**Exercise goal**
Give the number of lines in the records below that include "ElementMap". Reply with that number alone.

Segment Start: Exercise data

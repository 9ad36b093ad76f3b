//! Run-scoped element identity.
//!
//! The map is an arena rebuilt from scratch on every snapshot. Identifiers
//! are `el_<index>` strings into the arena; node handles carry the snapshot
//! generation so a handle from an earlier snapshot never matches.

use crate::page::NodeRef;
use crate::types::ElementDescriptor;

const ID_PREFIX: &str = "el_";

#[derive(Debug, Clone)]
pub struct ElementEntry {
    pub node: NodeRef,
    pub descriptor: ElementDescriptor,
}

#[derive(Debug, Default)]
pub struct ElementMap {
    generation: u64,
    entries: Vec<ElementEntry>,
}

impl ElementMap {
    pub fn new() -> Self {
        Self::default()
    }

    /// Drop every entry and open a new generation for the next capture.
    pub fn begin(&mut self) -> u64 {
        self.entries.clear();
        self.generation += 1;
        self.generation
    }

    pub fn generation(&self) -> u64 {
        self.generation
    }

    /// Identifier the next inserted entry will receive.
    pub fn next_id(&self) -> String {
        format_id(self.entries.len())
    }

    /// Append an entry for the current generation. Returns `false` (and
    /// stores nothing) for a node stamped by another capture.
    pub fn insert(&mut self, node: NodeRef, descriptor: ElementDescriptor) -> bool {
        if node.generation != self.generation {
            return false;
        }
        self.entries.push(ElementEntry { node, descriptor });
        true
    }

    pub fn resolve(&self, id: &str) -> Option<&ElementEntry> {
        let index = parse_id(id)?;
        self.entries
            .get(index)
            .filter(|entry| entry.node.generation == self.generation)
    }

    /// Reverse lookup: identifier currently assigned to a node.
    pub fn id_of(&self, node: NodeRef) -> Option<String> {
        if node.generation != self.generation {
            return None;
        }
        self.entries
            .iter()
            .position(|entry| entry.node == node)
            .map(format_id)
    }

    pub fn len(&self) -> usize {
        self.entries.len()
    }

    pub fn is_empty(&self) -> bool {
        self.entries.is_empty()
    }
}

pub fn format_id(index: usize) -> String {
    format!("{ID_PREFIX}{index}")
}

pub fn parse_id(id: &str) -> Option<usize> {
    let digits = id.strip_prefix(ID_PREFIX)?;
    if digits.is_empty() || !digits.bytes().all(|b| b.is_ascii_digit()) {
        return None;
    }
    digits.parse().ok()
}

Segment End: Exercise data

**Response to the exercise**
2